The primary cause of neurologic impairment in newborn infants is hypoxic-ischemic injury. Studies of the mechanisms involved in the damaging effects of hypoxia-ischemia and reperfusion in brain tissue indicate significant contributions from reactive oxygen species, with the loss of homeostatic control of intracellular iron an important determinant of oxidant-mediated damage. We investigated the effects of cerebral hypoxiaischemia and reperfusion on the redistribution of nonheme iron in newborn piglets. Anesthetized newborn piglets were subjected to reductions in cerebral blood flow by phlebotomy and cervical cuff compression. Control animals were sham-operated. Subcellular fractions were isolated from brain tissue homogenates by differential centrifugation, and nonheme iron contents of these fractions were measured with ferene-S. Iron contents in the homogenates were not altered.
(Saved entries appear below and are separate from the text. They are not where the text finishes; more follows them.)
use std::path::PathBuf;

use clap::{Args, Parser, Subcommand, ValueEnum};

/// Rows shown by a bare `--preview`.
pub const DEFAULT_PREVIEW_ROWS: &str = "10";

#[derive(Debug, Parser)]
#[command(
    author,
    version,
    about = "Convert shipment manifests into the HG AMS ACAS export",
    long_about = None
)]
pub struct Cli {
    #[command(subcommand)]
    pub command: Commands,
}

#[derive(Debug, Subcommand)]
pub enum Commands {
    /// Convert a manifest spreadsheet into the fixed 80-column export
    Convert(ConvertArgs),
    /// List the export columns and where their values come from
    Columns(ColumnsArgs),
    /// Print the export file name derived from an input file name
    Name(NameArgs),
}

#[derive(Debug, Args)]
pub struct ConvertArgs {
    /// Input manifest (.xlsx, .xls, .csv or .tsv)
    #[arg(short = 'i', long = "input")]
    pub input: PathBuf,
    /// Explicit output file (defaults to the derived export name)
    #[arg(short = 'o', long = "output")]
    pub output: Option<PathBuf>,
    /// Directory for the derived export name (defaults to the input's directory)
    #[arg(long = "output-dir", conflicts_with = "output")]
    pub output_dir: Option<PathBuf>,
    /// Output file format
    #[arg(long = "format", value_enum, default_value_t = OutputFormat::Xlsx)]
    pub format: OutputFormat,
    /// Delimiter for delimited-text input and CSV output (supports ',', 'tab', ';', '|')
    #[arg(long, value_parser = parse_delimiter)]
    pub delimiter: Option<u8>,
    /// Character encoding of delimited-text input (defaults to utf-8)
    #[arg(long = "input-encoding")]
    pub input_encoding: Option<String>,
    /// Print the first rows of the export as a table (10 when no count is given)
    #[arg(long = "preview", num_args = 0..=1, default_missing_value = DEFAULT_PREVIEW_ROWS)]
    pub preview: Option<usize>,
}

#[derive(Debug, Args)]
pub struct ColumnsArgs {
    /// Listing format
    #[arg(long = "format", value_enum, default_value_t = ListingFormat::Table)]
    pub format: ListingFormat,
}

#[derive(Debug, Args)]
pub struct NameArgs {
    /// Original input file name, e.g. "180-50508754 HG.xlsx"
    pub filename: String,
}

#[derive(Debug, Clone, Copy, PartialEq, Eq, ValueEnum)]
pub enum OutputFormat {
    Xlsx,
    Csv,
}

#[derive(Debug, Clone, Copy, PartialEq, Eq, ValueEnum)]
pub enum ListingFormat {
    Table,
    Json,
    Yaml,
}

pub fn parse_delimiter(value: &str) -> Result<u8, String> {
    match value {
        "tab" | "\t" => Ok(b'\t'),
        "comma" | "," => Ok(b','),
        "|" | "pipe" => Ok(b'|'),
        ";" | "semicolon" => Ok(b';'),
        other => {
            let mut chars = other.chars();
            let first = chars
                .next()
                .ok_or_else(|| "Delimiter cannot be empty".to_string())?;
            if chars.next().is_some() {
                return Err("Delimiter must be a single character".to_string());
            }
            if !first.is_ascii() {
                return Err("Delimiter must be ASCII".to_string());
            }
            Ok(first as u8)
        }
    }
}

#[cfg(test)]
mod tests {
    use super::*;

    #[test]
    fn delimiter_names_resolve() {
        assert_eq!(parse_delimiter("tab"), Ok(b'\t'));
        assert_eq!(parse_delimiter("pipe"), Ok(b'|'));
        assert!(parse_delimiter("").is_err());
        assert!(parse_delimiter("ab").is_err());
    }

    #[test]
    fn preview_flag_defaults_to_ten_rows() {
        let cli = Cli::parse_from(["hg-ams-acas", "convert", "-i", "in.xlsx", "--preview"]);
        let Commands::Convert(args) = cli.command else {
            panic!("expected convert");
        };
        assert_eq!(args.preview, Some(10));
        assert_eq!(args.format, OutputFormat::Xlsx);
    }

    #[test]
    fn output_and_output_dir_conflict() {
        let parsed = Cli::try_parse_from([
            "hg-ams-acas",
            "convert",
            "-i",
            "in.xlsx",
            "-o",
            "out.xlsx",
            "--output-dir",
            "exports",
        ]);
        assert!(parsed.is_err());
    }
}
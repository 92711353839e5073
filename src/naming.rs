//! Output file naming.
//!
//! The export is named after the numeric shipment identifier at the start of
//! the uploaded file name (`180-50508754 HG.xlsx` -> `180-50508754 - HG AMS
//! ACAS.xlsx`). Names without such an identifier keep their whole base name.

use std::sync::OnceLock;

use regex::Regex;

pub const OUTPUT_SUFFIX: &str = " - HG AMS ACAS.xlsx";
pub const XLSX_MIME_TYPE: &str =
    "application/vnd.openxmlformats-officedocument.spreadsheetml.sheet";

static EXTENSION: OnceLock<Regex> = OnceLock::new();
static PREFIX: OnceLock<Regex> = OnceLock::new();

fn extension_pattern() -> &'static Regex {
    EXTENSION.get_or_init(|| Regex::new(r"(?i)\.xlsx?$").expect("valid extension pattern"))
}

fn prefix_pattern() -> &'static Regex {
    // Bare digits match too; dash-separated segments are the usual shape.
    PREFIX.get_or_init(|| Regex::new(r"^\d+(?:-\d+)*").expect("valid prefix pattern"))
}

/// Base name with a trailing `.xlsx`/`.xls` removed and whitespace trimmed.
pub fn strip_workbook_extension(filename: &str) -> &str {
    let base = match extension_pattern().find(filename) {
        Some(found) => &filename[..found.start()],
        None => filename,
    };
    base.trim()
}

/// Leading numeric identifier of `filename`, or its whole stripped base name.
pub fn extract_prefix(filename: &str) -> &str {
    let base = strip_workbook_extension(filename);
    prefix_pattern()
        .find(base)
        .map(|found| found.as_str())
        .unwrap_or(base)
}

pub fn derive_output_name(filename: &str) -> String {
    format!("{}{OUTPUT_SUFFIX}", extract_prefix(filename))
}
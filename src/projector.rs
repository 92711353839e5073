//! Projection of an input dataset onto the fixed output registry.
//!
//! Every output cell is resolved independently from the column's
//! [`ColumnSource`]: constants fill the column, blank columns stay empty and
//! sourced columns copy the matching input cell (matched by normalized
//! name). Unmatched sources degrade to blank cells, never errors. After
//! resolution the enforced rules overwrite `sender_state`, `lastmile` and
//! truncate `description`.

use std::collections::HashMap;

use log::debug;

use crate::{
    data::{Cell, InputDataset, OutputDataset, Value, cell_text},
    registry::{self, ColumnSource, ColumnSpec},
    transform::string_ops::{normalize_name, truncate_chars},
};

/// Normalized input header -> header position. When several headers
/// normalize to the same key the last one wins.
#[derive(Debug, Clone, Default)]
pub struct NameIndex {
    positions: HashMap<String, usize>,
}

impl NameIndex {
    pub fn build(headers: &[String]) -> Self {
        let mut positions = HashMap::with_capacity(headers.len());
        for (idx, header) in headers.iter().enumerate() {
            if let Some(previous) = positions.insert(normalize_name(header), idx) {
                debug!(
                    "Header '{}' (column {}) shadows column {} with the same normalized name",
                    header,
                    idx + 1,
                    previous + 1
                );
            }
        }
        Self { positions }
    }

    /// Position of the input column matching `name` after normalization.
    pub fn lookup(&self, name: &str) -> Option<usize> {
        self.positions.get(&normalize_name(name)).copied()
    }

    pub fn len(&self) -> usize {
        self.positions.len()
    }

    pub fn is_empty(&self) -> bool {
        self.positions.is_empty()
    }
}

/// Resolves one output cell for one input row.
pub fn resolve(spec: &ColumnSpec, row: &[Cell], index: &NameIndex) -> Cell {
    match spec.source() {
        ColumnSource::Constant(value) => Some(Value::String(value.to_string())),
        ColumnSource::Blank => None,
        ColumnSource::Source(name) => index
            .lookup(name)
            .and_then(|position| row.get(position).cloned().flatten()),
    }
}

/// Column positions touched by the enforced rules, looked up once per
/// projection so a registry without one of them simply skips that rule.
#[derive(Debug, Clone, Copy)]
struct EnforcedColumns {
    sender_state: Option<usize>,
    lastmile: Option<usize>,
    description: Option<usize>,
}

impl EnforcedColumns {
    fn locate(columns: &[ColumnSpec]) -> Self {
        let find = |name: &str| columns.iter().position(|spec| spec.output_name == name);
        Self {
            sender_state: find(registry::SENDER_STATE_COLUMN),
            lastmile: find(registry::LASTMILE_COLUMN),
            description: find(registry::DESCRIPTION_COLUMN),
        }
    }
}

/// Applies the enforced rules to one projected row in place.
fn apply_enforced_rules(row: &mut [Cell], enforced: EnforcedColumns) {
    if let Some(idx) = enforced.sender_state {
        row[idx] = Some(Value::String(registry::SENDER_STATE_VALUE.to_string()));
    }
    if let Some(idx) = enforced.lastmile {
        row[idx] = Some(Value::String(registry::LASTMILE_VALUE.to_string()));
    }
    if let Some(idx) = enforced.description {
        let text = cell_text(&row[idx]);
        let truncated = truncate_chars(&text, registry::DESCRIPTION_MAX_CHARS).into_owned();
        row[idx] = Some(Value::String(truncated));
    }
}

/// Projects `input` onto the fixed registry.
pub fn project(input: &InputDataset) -> OutputDataset {
    project_with(registry::columns(), input)
}

/// Projects `input` onto an arbitrary column list; [`project`] uses the
/// fixed registry.
pub fn project_with(columns: &[ColumnSpec], input: &InputDataset) -> OutputDataset {
    let index = NameIndex::build(input.headers());
    let enforced = EnforcedColumns::locate(columns);
    let rows = input
        .rows()
        .iter()
        .map(|row| {
            let mut projected = columns
                .iter()
                .map(|spec| resolve(spec, row, &index))
                .collect::<Vec<_>>();
            apply_enforced_rules(&mut projected, enforced);
            projected
        })
        .collect();
    OutputDataset::from_rows(rows)
}

/// Source-name matching outcome for a set of input headers.
#[derive(Debug, Clone, Default, PartialEq, Eq)]
pub struct MatchReport {
    pub matched: Vec<&'static str>,
    pub unmatched: Vec<&'static str>,
}

/// Reports which sourced registry columns find an input header.
pub fn match_report(headers: &[String]) -> MatchReport {
    let index = NameIndex::build(headers);
    let mut report = MatchReport::default();
    for spec in registry::columns() {
        if let ColumnSource::Source(name) = spec.source() {
            if index.lookup(name).is_some() {
                report.matched.push(spec.output_name);
            } else {
                report.unmatched.push(spec.output_name);
            }
        }
    }
    report
}
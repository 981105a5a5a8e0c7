//! File-backed [`LocalStore`]: one JSON file per key inside a directory.

use std::fs;
use std::io::{self, Write};
use std::path::{Path, PathBuf};

use tracing::instrument;

use super::{LocalStore, StorageError};

/// Stores each key as `<dir>/<key>.json`.
///
/// Writes go to a temporary sibling file that is renamed into place, so a
/// crash mid-write leaves either the old blob or the new one.
#[derive(Debug, Clone)]
pub struct FileStore {
    dir: PathBuf,
}

impl FileStore {
    /// Create a store rooted at `dir`. The directory is created on first write.
    #[must_use]
    pub fn new(dir: impl Into<PathBuf>) -> Self {
        Self { dir: dir.into() }
    }

    /// The directory blobs are stored in.
    #[must_use]
    pub fn dir(&self) -> &Path {
        &self.dir
    }

    fn path_for(&self, key: &str) -> Result<PathBuf, StorageError> {
        let valid = !key.is_empty()
            && key
                .chars()
                .all(|c| c.is_ascii_alphanumeric() || c == '-' || c == '_');
        if !valid {
            return Err(StorageError::InvalidKey(key.to_owned()));
        }
        Ok(self.dir.join(format!("{key}.json")))
    }
}

impl LocalStore for FileStore {
    #[instrument(skip(self))]
    fn get(&self, key: &str) -> Result<Option<String>, StorageError> {
        let path = self.path_for(key)?;
        match fs::read_to_string(&path) {
            Ok(blob) => Ok(Some(blob)),
            Err(e) if e.kind() == io::ErrorKind::NotFound => Ok(None),
            Err(e) => Err(e.into()),
        }
    }

    #[instrument(skip(self, blob), fields(bytes = blob.len()))]
    fn set(&self, key: &str, blob: &str) -> Result<(), StorageError> {
        let path = self.path_for(key)?;
        fs::create_dir_all(&self.dir)?;

        let tmp = path.with_extension("json.tmp");
        {
            let mut file = fs::File::create(&tmp)?;
            file.write_all(blob.as_bytes())?;
            file.sync_all()?;
        }
        fs::rename(&tmp, &path)?;
        Ok(())
    }

    #[instrument(skip(self))]
    fn remove(&self, key: &str) -> Result<(), StorageError> {
        let path = self.path_for(key)?;
        match fs::remove_file(&path) {
            Ok(()) => Ok(()),
            Err(e) if e.kind() == io::ErrorKind::NotFound => Ok(()),
            Err(e) => Err(e.into()),
        }
    }
}
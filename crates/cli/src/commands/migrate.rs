//! Database migration commands.
//!
//! # Usage
//!
//! ```bash
//! grocer-cli migrate
//! ```
//!
//! # Environment Variables
//!
//! - `GROCER_DATABASE_URL` (or `DATABASE_URL`) - `PostgreSQL` connection string
//!
//! Migrations live in `crates/storefront/migrations/` and are embedded at
//! compile time.

use thiserror::Error;
use tracing::info;

use grocer_storefront::config::StorefrontConfig;
use grocer_storefront::db;

use super::{CommandError, require_database_url};

/// Errors that can occur while migrating.
#[derive(Debug, Error)]
pub enum MigrationError {
    #[error(transparent)]
    Command(#[from] CommandError),

    #[error("Database error: {0}")]
    Database(#[from] sqlx::Error),

    #[error("Migration error: {0}")]
    Migration(#[from] sqlx::migrate::MigrateError),
}

/// Run storefront database migrations.
///
/// # Errors
///
/// Returns an error if the database URL is missing, the database is
/// unreachable, or a migration fails.
pub async fn run(config: &StorefrontConfig) -> Result<(), MigrationError> {
    let database_url = require_database_url(config)?;

    info!(
        host = grocer_storefront::config::database_host(database_url)
            .as_deref()
            .unwrap_or("unknown"),
        "Connecting to storefront database..."
    );
    let pool = db::create_pool(database_url).await?;

    info!("Running storefront migrations...");
    sqlx::migrate!("../storefront/migrations").run(&pool).await?;

    info!("Storefront migrations complete!");
    Ok(())
}
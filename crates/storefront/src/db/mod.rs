//! Database operations for the storefront `PostgreSQL` record store.
//!
//! # Schema: `storefront`
//!
//! ## Tables
//!
//! - `product` - Catalog products (display fields joined into cart lines)
//! - `cart` - One cart per owner identity
//! - `cart_item` - Cart lines keyed by `(cart_id, product_id)`
//!
//! # Migrations
//!
//! Migrations are stored in `crates/storefront/migrations/` and run via:
//! ```bash
//! cargo run -p grocer-cli -- migrate
//! ```

pub mod carts;
pub mod products;

use std::time::Duration;

use secrecy::ExposeSecret;
use sqlx::PgPool;
use sqlx::postgres::PgPoolOptions;
use thiserror::Error;

pub use carts::PgCartStore;
pub use products::ProductRepository;

/// Errors that can occur during repository operations.
#[derive(Debug, Error)]
pub enum RepositoryError {
    /// Database error from sqlx.
    #[error("database error: {0}")]
    Database(#[from] sqlx::Error),

    /// Data in the database is corrupted or invalid.
    #[error("data corruption: {0}")]
    DataCorruption(String),

    /// Value cannot be represented in the database.
    #[error("invalid input: {0}")]
    InvalidInput(String),
}

/// Create a `PostgreSQL` connection pool with sensible defaults.
///
/// # Arguments
///
/// * `database_url` - `PostgreSQL` connection string (wrapped in `SecretString`)
///
/// # Errors
///
/// Returns `sqlx::Error` if the connection cannot be established.
pub async fn create_pool(database_url: &secrecy::SecretString) -> Result<PgPool, sqlx::Error> {
    PgPoolOptions::new()
        .max_connections(10)
        .min_connections(1)
        .acquire_timeout(Duration::from_secs(10))
        .connect(database_url.expose_secret())
        .await
}
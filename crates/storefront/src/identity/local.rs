//! Device-local identity minting.

use async_trait::async_trait;

use grocer_core::IdentityId;

use super::{AuthError, AuthProvider};

/// Mints random identities without contacting an auth service.
///
/// Used when no hosted auth endpoint is configured; the identity only ever
/// selects device-local cart storage.
#[derive(Debug, Clone, Copy, Default)]
pub struct LocalAuthProvider;

#[async_trait]
impl AuthProvider for LocalAuthProvider {
    async fn mint_anonymous(&self) -> Result<IdentityId, AuthError> {
        Ok(IdentityId::new_random())
    }
}
//! On-device cart persistence for guest visitors.
//!
//! The whole cart is stored as one JSON blob under a fixed key. Every change
//! overwrites the blob; clearing the cart deletes it so "empty cart" and
//! "no cart yet" stay distinguishable.
//!
//! Storage failures never reach callers of [`LocalCart`]: unreadable or
//! corrupt blobs load as an empty cart and failed writes are logged.

mod file;
mod memory;

pub use file::FileStore;
pub use memory::MemoryStore;

use std::collections::HashMap;
use std::sync::Arc;

use thiserror::Error;
use tracing::{debug, warn};

use grocer_core::{CartLineItem, ProductId};

/// Default storage key for the cart blob.
pub const CART_STORAGE_KEY: &str = "cart";

/// Errors raised by a [`LocalStore`] backend.
#[derive(Debug, Error)]
pub enum StorageError {
    /// Underlying I/O failed.
    #[error("storage I/O error: {0}")]
    Io(#[from] std::io::Error),

    /// Blob could not be encoded or decoded.
    #[error("storage serialization error: {0}")]
    Serialization(#[from] serde_json::Error),

    /// Key contains characters the backend cannot store.
    #[error("invalid storage key: {0}")]
    InvalidKey(String),

    /// Backend is not available (e.g., disabled storage).
    #[error("storage unavailable: {0}")]
    Unavailable(String),
}

/// Synchronous key/value blob storage on the device.
pub trait LocalStore: Send + Sync {
    /// Read the blob stored under `key`.
    ///
    /// # Errors
    ///
    /// Returns an error if the backend cannot be read.
    fn get(&self, key: &str) -> Result<Option<String>, StorageError>;

    /// Replace the blob stored under `key`.
    ///
    /// # Errors
    ///
    /// Returns an error if the backend cannot be written.
    fn set(&self, key: &str, blob: &str) -> Result<(), StorageError>;

    /// Delete the blob stored under `key`. Missing keys are not an error.
    ///
    /// # Errors
    ///
    /// Returns an error if the backend cannot be written.
    fn remove(&self, key: &str) -> Result<(), StorageError>;
}

/// Cart view over a [`LocalStore`].
#[derive(Clone)]
pub struct LocalCart {
    store: Arc<dyn LocalStore>,
    key: String,
}

impl LocalCart {
    /// Create a local cart adapter storing under `key`.
    #[must_use]
    pub fn new(store: Arc<dyn LocalStore>, key: impl Into<String>) -> Self {
        Self {
            store,
            key: key.into(),
        }
    }

    /// The storage key in use.
    #[must_use]
    pub fn key(&self) -> &str {
        &self.key
    }

    /// Load the stored cart.
    ///
    /// Missing, unreadable, or corrupt blobs load as an empty cart.
    #[must_use]
    pub fn load(&self) -> Vec<CartLineItem> {
        let blob = match self.store.get(&self.key) {
            Ok(Some(blob)) => blob,
            Ok(None) => {
                debug!(key = %self.key, "No stored cart");
                return Vec::new();
            }
            Err(e) => {
                warn!(key = %self.key, error = %e, "Failed to read stored cart, starting empty");
                return Vec::new();
            }
        };

        match serde_json::from_str::<Vec<CartLineItem>>(&blob) {
            Ok(items) => normalize(items),
            Err(e) => {
                warn!(key = %self.key, error = %e, "Stored cart is corrupt, starting empty");
                Vec::new()
            }
        }
    }

    /// Overwrite the stored cart with `items`.
    pub fn save(&self, items: &[CartLineItem]) {
        let result = serde_json::to_string(items)
            .map_err(StorageError::from)
            .and_then(|blob| self.store.set(&self.key, &blob));

        if let Err(e) = result {
            warn!(key = %self.key, error = %e, "Failed to persist cart");
        }
    }

    /// Delete the stored cart.
    pub fn clear(&self) {
        if let Err(e) = self.store.remove(&self.key) {
            warn!(key = %self.key, error = %e, "Failed to delete stored cart");
        }
    }
}

/// Restore cart invariants on data read from storage: one line per product
/// (quantities of duplicates are summed) and no zero-quantity lines.
fn normalize(items: Vec<CartLineItem>) -> Vec<CartLineItem> {
    let mut positions: HashMap<ProductId, usize> = HashMap::with_capacity(items.len());
    let mut out: Vec<CartLineItem> = Vec::with_capacity(items.len());

    for item in items {
        if item.quantity == 0 {
            continue;
        }
        if let Some(existing) = positions
            .get(&item.product_id)
            .and_then(|&index| out.get_mut(index))
        {
            existing.quantity = existing.quantity.saturating_add(item.quantity);
            continue;
        }
        positions.insert(item.product_id.clone(), out.len());
        out.push(item);
    }

    out
}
However, iron contents of the microsomal fractions of animals subjected to 30 minutes of hypoxia-ischemia increased from 0.517±0.053 to 0.930±0.061 nmol/mg protein (p<0.01); 120 minutes of reperfusion caused no further changes. This translocation of iron may be linked to oxidative alterations of brain proteins, which we investigated by detection of dinitrophenylhydrazine-derivitized protein carbonyls, which are characteristic of iron-catalyzed oxidation reactions.